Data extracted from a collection
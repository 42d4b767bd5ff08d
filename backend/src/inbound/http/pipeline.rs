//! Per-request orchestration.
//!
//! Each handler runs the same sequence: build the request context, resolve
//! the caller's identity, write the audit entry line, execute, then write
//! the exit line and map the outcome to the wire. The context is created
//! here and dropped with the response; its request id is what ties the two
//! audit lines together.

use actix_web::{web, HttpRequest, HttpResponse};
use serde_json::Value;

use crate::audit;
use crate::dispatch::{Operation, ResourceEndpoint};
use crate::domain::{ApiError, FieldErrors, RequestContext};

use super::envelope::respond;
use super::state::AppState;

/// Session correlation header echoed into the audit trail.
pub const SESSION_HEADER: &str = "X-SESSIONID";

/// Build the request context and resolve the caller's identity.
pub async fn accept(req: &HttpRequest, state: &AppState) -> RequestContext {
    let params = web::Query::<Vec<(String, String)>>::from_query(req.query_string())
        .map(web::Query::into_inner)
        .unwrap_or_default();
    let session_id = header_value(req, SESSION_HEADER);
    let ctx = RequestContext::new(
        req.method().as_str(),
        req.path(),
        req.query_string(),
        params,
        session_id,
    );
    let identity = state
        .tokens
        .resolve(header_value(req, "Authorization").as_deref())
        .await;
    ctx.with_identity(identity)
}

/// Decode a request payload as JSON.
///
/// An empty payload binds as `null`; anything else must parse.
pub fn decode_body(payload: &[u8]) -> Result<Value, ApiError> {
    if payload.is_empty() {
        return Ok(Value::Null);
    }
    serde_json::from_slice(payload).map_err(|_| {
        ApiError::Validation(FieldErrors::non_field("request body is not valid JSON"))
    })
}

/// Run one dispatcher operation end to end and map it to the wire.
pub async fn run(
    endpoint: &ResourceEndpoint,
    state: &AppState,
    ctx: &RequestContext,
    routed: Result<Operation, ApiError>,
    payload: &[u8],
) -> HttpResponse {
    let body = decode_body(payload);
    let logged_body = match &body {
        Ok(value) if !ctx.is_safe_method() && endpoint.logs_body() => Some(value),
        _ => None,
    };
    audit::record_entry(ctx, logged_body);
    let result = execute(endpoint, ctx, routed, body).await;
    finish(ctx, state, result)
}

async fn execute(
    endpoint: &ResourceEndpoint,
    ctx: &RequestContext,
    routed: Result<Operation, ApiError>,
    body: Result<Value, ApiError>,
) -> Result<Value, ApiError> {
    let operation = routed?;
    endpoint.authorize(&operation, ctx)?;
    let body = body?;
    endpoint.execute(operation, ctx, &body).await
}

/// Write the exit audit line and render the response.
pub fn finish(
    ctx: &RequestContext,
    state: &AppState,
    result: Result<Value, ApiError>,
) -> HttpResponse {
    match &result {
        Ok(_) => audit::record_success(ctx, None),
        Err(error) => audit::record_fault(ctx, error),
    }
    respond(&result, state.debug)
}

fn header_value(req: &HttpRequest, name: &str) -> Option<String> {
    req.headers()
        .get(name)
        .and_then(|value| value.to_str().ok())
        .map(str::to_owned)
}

...

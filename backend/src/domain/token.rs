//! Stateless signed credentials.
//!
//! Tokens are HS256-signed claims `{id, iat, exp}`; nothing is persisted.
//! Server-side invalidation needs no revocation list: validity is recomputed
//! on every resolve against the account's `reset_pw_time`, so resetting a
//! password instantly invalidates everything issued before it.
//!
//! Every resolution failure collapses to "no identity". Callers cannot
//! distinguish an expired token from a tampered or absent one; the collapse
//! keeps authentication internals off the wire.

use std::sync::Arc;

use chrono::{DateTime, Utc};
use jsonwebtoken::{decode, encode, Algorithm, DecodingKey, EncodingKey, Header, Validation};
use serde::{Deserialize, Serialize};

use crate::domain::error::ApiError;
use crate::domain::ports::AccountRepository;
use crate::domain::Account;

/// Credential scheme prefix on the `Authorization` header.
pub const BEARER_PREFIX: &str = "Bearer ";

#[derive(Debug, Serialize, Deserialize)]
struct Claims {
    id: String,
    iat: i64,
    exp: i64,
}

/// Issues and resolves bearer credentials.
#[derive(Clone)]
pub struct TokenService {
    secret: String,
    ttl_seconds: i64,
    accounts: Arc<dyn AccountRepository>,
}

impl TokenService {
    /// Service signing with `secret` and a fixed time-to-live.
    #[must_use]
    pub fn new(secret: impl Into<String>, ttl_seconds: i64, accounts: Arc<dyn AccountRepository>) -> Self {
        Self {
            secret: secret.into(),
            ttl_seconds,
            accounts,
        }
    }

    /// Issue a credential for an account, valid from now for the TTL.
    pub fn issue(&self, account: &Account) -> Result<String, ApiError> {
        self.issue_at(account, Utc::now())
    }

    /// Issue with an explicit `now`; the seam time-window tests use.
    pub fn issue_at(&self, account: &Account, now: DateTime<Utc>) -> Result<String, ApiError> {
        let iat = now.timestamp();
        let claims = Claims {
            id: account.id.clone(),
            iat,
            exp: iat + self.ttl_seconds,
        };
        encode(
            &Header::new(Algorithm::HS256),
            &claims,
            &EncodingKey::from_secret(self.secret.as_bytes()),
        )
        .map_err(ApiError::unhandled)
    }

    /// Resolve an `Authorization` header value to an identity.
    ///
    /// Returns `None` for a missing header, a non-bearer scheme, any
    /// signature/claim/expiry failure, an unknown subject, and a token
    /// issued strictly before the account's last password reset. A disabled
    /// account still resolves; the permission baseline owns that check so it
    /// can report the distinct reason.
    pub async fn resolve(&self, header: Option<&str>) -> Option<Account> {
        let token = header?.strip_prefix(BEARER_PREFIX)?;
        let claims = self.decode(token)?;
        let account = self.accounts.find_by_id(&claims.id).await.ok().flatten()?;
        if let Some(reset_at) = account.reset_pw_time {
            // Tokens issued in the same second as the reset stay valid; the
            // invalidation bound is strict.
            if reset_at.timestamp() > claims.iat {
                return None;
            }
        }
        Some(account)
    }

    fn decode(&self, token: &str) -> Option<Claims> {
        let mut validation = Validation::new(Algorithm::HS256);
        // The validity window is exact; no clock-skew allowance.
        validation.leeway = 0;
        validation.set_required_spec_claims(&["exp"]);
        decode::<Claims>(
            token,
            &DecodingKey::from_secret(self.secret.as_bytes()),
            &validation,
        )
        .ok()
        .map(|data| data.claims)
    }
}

...

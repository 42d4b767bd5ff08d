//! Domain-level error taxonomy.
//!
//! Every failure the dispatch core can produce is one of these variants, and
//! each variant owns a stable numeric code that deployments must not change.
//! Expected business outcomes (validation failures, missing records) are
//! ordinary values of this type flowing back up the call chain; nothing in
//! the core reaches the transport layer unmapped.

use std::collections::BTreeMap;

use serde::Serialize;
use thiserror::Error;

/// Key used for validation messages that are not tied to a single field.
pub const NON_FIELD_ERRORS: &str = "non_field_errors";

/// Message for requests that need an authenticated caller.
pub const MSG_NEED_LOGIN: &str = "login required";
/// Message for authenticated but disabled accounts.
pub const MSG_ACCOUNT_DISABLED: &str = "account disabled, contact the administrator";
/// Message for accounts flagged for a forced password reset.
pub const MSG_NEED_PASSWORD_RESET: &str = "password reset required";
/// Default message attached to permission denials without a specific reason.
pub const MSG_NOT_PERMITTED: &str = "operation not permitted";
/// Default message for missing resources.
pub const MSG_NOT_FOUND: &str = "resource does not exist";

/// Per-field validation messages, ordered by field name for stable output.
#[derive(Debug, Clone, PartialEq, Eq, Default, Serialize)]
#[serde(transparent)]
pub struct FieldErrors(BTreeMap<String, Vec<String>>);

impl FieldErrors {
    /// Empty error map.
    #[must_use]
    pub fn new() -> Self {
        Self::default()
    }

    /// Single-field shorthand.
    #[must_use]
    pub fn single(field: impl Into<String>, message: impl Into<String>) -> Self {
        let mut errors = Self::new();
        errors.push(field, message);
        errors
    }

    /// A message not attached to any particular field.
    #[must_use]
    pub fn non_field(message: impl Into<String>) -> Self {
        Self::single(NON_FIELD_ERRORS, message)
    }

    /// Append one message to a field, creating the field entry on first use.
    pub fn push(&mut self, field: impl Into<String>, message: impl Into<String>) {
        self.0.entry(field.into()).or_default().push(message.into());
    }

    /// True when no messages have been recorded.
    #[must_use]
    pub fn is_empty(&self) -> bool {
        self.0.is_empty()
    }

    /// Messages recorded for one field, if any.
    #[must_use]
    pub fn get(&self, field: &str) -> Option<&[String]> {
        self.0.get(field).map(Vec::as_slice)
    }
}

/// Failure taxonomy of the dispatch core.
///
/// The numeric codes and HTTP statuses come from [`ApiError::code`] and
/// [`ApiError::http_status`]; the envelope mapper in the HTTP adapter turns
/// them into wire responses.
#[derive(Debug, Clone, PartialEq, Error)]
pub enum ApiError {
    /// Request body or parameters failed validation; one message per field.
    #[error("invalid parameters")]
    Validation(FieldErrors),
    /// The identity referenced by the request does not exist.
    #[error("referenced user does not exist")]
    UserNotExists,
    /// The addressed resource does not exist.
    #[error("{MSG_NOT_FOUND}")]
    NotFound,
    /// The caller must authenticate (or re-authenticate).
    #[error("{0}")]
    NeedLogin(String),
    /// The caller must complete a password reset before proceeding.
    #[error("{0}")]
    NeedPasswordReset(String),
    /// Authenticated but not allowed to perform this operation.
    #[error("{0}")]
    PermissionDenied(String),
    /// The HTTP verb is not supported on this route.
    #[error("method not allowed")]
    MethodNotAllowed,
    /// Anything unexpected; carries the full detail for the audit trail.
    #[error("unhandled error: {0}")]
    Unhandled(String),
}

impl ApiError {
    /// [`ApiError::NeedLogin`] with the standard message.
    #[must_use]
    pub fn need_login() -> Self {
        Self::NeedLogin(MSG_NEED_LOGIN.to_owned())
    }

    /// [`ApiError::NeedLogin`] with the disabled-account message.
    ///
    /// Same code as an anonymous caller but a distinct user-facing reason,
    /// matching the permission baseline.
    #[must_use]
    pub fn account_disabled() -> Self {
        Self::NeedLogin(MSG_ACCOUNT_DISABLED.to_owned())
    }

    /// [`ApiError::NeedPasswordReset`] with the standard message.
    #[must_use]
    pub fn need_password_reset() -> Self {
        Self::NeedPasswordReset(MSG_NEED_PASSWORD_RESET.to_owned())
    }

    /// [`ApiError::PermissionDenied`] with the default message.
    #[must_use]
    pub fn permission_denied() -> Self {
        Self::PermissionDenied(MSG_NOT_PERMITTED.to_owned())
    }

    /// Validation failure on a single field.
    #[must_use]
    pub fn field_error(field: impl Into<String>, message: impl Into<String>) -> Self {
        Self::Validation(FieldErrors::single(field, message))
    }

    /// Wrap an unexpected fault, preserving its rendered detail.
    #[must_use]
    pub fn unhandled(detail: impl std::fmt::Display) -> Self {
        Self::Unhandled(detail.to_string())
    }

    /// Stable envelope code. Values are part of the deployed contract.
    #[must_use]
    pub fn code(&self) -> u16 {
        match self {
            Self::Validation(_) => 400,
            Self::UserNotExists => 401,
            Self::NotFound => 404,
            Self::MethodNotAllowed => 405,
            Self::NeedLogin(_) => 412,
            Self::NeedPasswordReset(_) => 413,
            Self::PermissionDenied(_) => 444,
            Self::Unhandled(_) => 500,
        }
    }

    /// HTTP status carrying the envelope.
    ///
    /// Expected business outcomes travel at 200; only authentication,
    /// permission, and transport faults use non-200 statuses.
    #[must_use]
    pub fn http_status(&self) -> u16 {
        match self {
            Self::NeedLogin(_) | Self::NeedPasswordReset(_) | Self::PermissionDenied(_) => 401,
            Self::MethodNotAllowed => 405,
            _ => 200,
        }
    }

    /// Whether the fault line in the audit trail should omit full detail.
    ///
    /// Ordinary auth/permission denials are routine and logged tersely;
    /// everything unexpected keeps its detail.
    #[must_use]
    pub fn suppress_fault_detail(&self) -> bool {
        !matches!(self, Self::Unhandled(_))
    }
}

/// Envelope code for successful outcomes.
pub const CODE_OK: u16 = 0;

■ Exercise requirements: Each line in the records that carries "derive" must be copied out.

■ Task output:
#[derive(Debug, Serialize, Deserialize)]
#[derive(Clone)]
#[derive(Debug, Clone, PartialEq, Eq, Default, Serialize)]
#[derive(Debug, Clone, PartialEq, Error)]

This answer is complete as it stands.